We rely on highly skilled personnel and, if unable to retain, fully utilize or hire additional qualified personnel, we may not be able to grow effectively.
Our performance is largely dependent on the talents and efforts of highly skilled individuals. The Company’s future success depends on the continued ability to identify, hire, develop, motivate and retain highly skilled personnel for all areas of the organization. Competition in the industry for qualified employees is intense, and it is likely that certain competitors will directly target some of our employees. The continued ability to compete effectively depends on the ability to retain and motivate existing employees.
Management may also need to hire additional qualified personnel with expertise in the bioprocessing sector, including with respect to research and testing, formulation and manufacturing and sales and marketing. We compete for qualified individuals with numerous biopharmaceutical companies and other emerging entrepreneurial companies, as well as universities and research institutions. Competition for such individuals is intense, and we may not be able to successfully recruit or retain such personnel. Attracting and retaining qualified personnel will be critical to our success.
Our Company’s future depends heavily on international operations.
The Company’s Bioprocessing Systems Operations is substantially operated out of Germany with the management and the majority of research, manufacturing, marketing, accounting, and administration functions located in its Baesweiler, Germany facility. As a result, the Company’s Bioprocessing Systems Operations is physically located in a different geographical location which could pose inherent risks in systems of internal controls, and is subject to various laws and regulations that differ from those of the parent company in the U.S.
We may not successfully manage any experienced growth.
Our success will depend upon the expansion of our operations and the effective management of any such growth will place a significant strain on management and on administrative, operational and financial resources. To manage any such growth, management must expand the facilities, augment operational, financial and management systems, and hire and train additional qualified personnel. If management is unable to manage our growth effectively, our business would be harmed.
Our growth strategy is based on certain assumptions as to the bioprocessing market.

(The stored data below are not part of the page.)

async fn car_detail(
    State(state): State<AppState>,
    Path((lang, id)): Path<(String, String)>,
    uri: Uri,
) -> AppResult<Response> {
    let locale = locale(&lang)?;
    let Some(id) = parse_uuid(Some(id.as_str())) else {
        return not_found(&state, locale, &uri);
    };

    match state.inventory.record_view(id).await {
        Ok(Some(_)) => {}
        Ok(None) => return not_found(&state, locale, &uri),
        Err(e) => tracing::warn!("Failed to record view: car_id={}, error={}", id, e),
    }

    let key = path_and_query(&uri);
    if let Some(html) = state.pages.get(&key) {
        return Ok(Html(html).into_response());
    }

    let Some(car) = state.inventory.get(id).await? else {
        return not_found(&state, locale, &uri);
    };
    let mut context = page_context(locale, &key);
    context.insert("car", &car);
    let html = state.templates.render("car_detail.html", &context)?;
    Ok(cache_and_serve(&state, key, html))
}

async fn car_pdf(
    State(state): State<AppState>,
    Path((lang, id)): Path<(String, String)>,
) -> AppResult<Response> {
    let locale = locale(&lang)?;
    let car = match parse_uuid(Some(id.as_str())) {
        Some(id) => state.inventory.get(id).await?,
        None => None,
    }
    .ok_or_else(|| AppError::NotFound(format!("car {}", id)))?;

    let bytes = render_car_pdf(&car, locale)?;
    tracing::info!("PDF exported: car_id={}, size={}", car.id, bytes.len());
    Ok((
        [
            (CONTENT_TYPE, "application/pdf".to_string()),
            (
                CONTENT_DISPOSITION,
                format!("attachment; filename=\"{}\"", pdf_filename(&car)),
            ),
        ],
        bytes,
    )
        .into_response())
}
//! Reward-per-token accumulator arithmetic.
//!
//! The accumulator is a fixed-point counter scaled by
//! [`REWARD_PRECISION`]: each second, `reward_rate / total_supply` tokens
//! of reward accrue per staked token. Integer division truncates; the loss
//! is bounded and always favors the pool.

use paystream_core::constants::REWARD_PRECISION;
use paystream_core::error::StreamError;

/// Accumulator increase for `elapsed` seconds of streaming at
/// `reward_rate` over `total_supply` staked tokens.
///
/// `reward_rate * elapsed * REWARD_PRECISION / total_supply`. Zero when
/// nothing is staked: rewards for stakerless intervals are not distributed
/// retroactively.
pub fn accumulator_delta(
    reward_rate: u64,
    elapsed: u64,
    total_supply: u64,
) -> Result<u128, StreamError> {
    if reward_rate == 0 || elapsed == 0 || total_supply == 0 {
        return Ok(0);
    }
    let streamed = (reward_rate as u128)
        .checked_mul(elapsed as u128)
        .ok_or(StreamError::ArithmeticOverflow)?
        .checked_mul(REWARD_PRECISION)
        .ok_or(StreamError::ArithmeticOverflow)?;
    Ok(streamed / total_supply as u128)
}

/// Reward earned by `principal` between `checkpoint` and `accumulator`.
///
/// `principal * (accumulator - checkpoint) / REWARD_PRECISION`. The
/// accumulator is monotonically non-decreasing, so the difference never
/// underflows for a checkpoint taken from the same ledger.
pub fn settled_reward(
    principal: u64,
    accumulator: u128,
    checkpoint: u128,
) -> Result<u64, StreamError> {
    let delta = accumulator
        .checked_sub(checkpoint)
        .ok_or(StreamError::ArithmeticOverflow)?;
    let reward = (principal as u128)
        .checked_mul(delta)
        .ok_or(StreamError::ArithmeticOverflow)?
        / REWARD_PRECISION;
    u64::try_from(reward).map_err(|_| StreamError::ArithmeticOverflow)
}

/// New per-second rate when the owner funds an epoch of `duration` seconds
/// with `amount`, at `now`.
///
/// If the previous epoch already ended the rate is simply
/// `amount / duration`; otherwise the unpaid remainder of the previous
/// epoch's funding rolls forward into the new rate, never discarded.
pub fn rollover_rate(
    reward_rate: u64,
    epoch_end: u64,
    now: u64,
    amount: u64,
    duration: u64,
) -> Result<u64, StreamError> {
    if duration == 0 {
        return Err(StreamError::ZeroDuration);
    }
    let funding = if now >= epoch_end {
        amount as u128
    } else {
        let remaining = (epoch_end - now) as u128 * reward_rate as u128;
        remaining
            .checked_add(amount as u128)
            .ok_or(StreamError::ArithmeticOverflow)?
    };
    u64::try_from(funding / duration as u128).map_err(|_| StreamError::ArithmeticOverflow)
}
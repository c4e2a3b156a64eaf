//! Error types for the PayStream ledgers.
//!
//! Every failure is a synchronous, all-or-nothing rejection of the
//! triggering call; engines only mutate state after all guards have passed.
use thiserror::Error;

#[derive(Error, Debug, Clone, PartialEq, Eq)]
pub enum TokenError {
    #[error("insufficient balance: have {have}, need {need}")] InsufficientBalance { have: u64, need: u64 },
    #[error("insufficient allowance: have {have}, need {need}")] InsufficientAllowance { have: u64, need: u64 },
    #[error("value overflow")] ValueOverflow,
}

#[derive(Error, Debug, Clone, PartialEq, Eq)]
pub enum OwnershipError {
    #[error("caller is not the owner")] NotOwner,
    #[error("new owner is the zero account")] ZeroOwnerAccount,
}

#[derive(Error, Debug, Clone, PartialEq, Eq)]
pub enum PaybackError {
    #[error(transparent)] Ownership(#[from] OwnershipError),
    #[error("user does not exist")] UserNotFound,
    #[error("zero amount")] ZeroAmount,
    #[error("APY must be positive")] ZeroApy,
    #[error("insufficient pool coverage: required {required}, available {available}")]
    InsufficientCoverage { required: u64, available: u64 },
    #[error("withdrawal period expired")] WithdrawalPeriodExpired,
    #[error("entry has not expired")] NotExpired,
    #[error(transparent)] Token(#[from] TokenError),
    #[error("arithmetic overflow")] ArithmeticOverflow,
}

#[derive(Error, Debug, Clone, PartialEq, Eq)]
pub enum StreamError {
    #[error(transparent)] Ownership(#[from] OwnershipError),
    #[error("zero amount")] ZeroAmount,
    #[error("zero epoch duration")] ZeroDuration,
    #[error("stake limit per user exceeded: {limit}")] StakeLimitExceeded { limit: u64 },
    #[error("pool limit exceeded: {limit}")] PoolLimitExceeded { limit: u64 },
    #[error("nothing to withdraw")] NothingToWithdraw,
    #[error("withdrawal already pending")] WithdrawalAlreadyPending,
    #[error("withdrawal not initiated")] WithdrawalNotInitiated,
    #[error("notice period active: {remaining}s remaining")] NoticePeriodActive { remaining: u64 },
    #[error("amount exceeds principal: principal {principal}, requested {requested}")]
    ExceedsPrincipal { principal: u64, requested: u64 },
    #[error(transparent)] Token(#[from] TokenError),
    #[error("arithmetic overflow")] ArithmeticOverflow,
}

#[derive(Error, Debug)]
pub enum LedgerError {
    #[error(transparent)] Token(#[from] TokenError),
    #[error(transparent)] Ownership(#[from] OwnershipError),
    #[error(transparent)] Payback(#[from] PaybackError),
    #[error(transparent)] Stream(#[from] StreamError),
}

We have made certain assumptions on the market size and market acceptance of our bioprocessing products based on market studies and general knowledge of the bioprocessing market. While we believe our assumptions and the data underlying our estimates are reasonable, these assumptions and estimates may not be correct and the conditions supporting our assumptions or estimates may change at any time, thereby reducing the predictive accuracy of these underlying factors. As a result, our assumptions and estimates of the bioprocessing market for our product candidates may prove to be incorrect. If the price at which we can sell future products is less than the price we are projecting, or the addressable market for our product candidates is smaller than we have estimated, it could have an adverse impact on our business.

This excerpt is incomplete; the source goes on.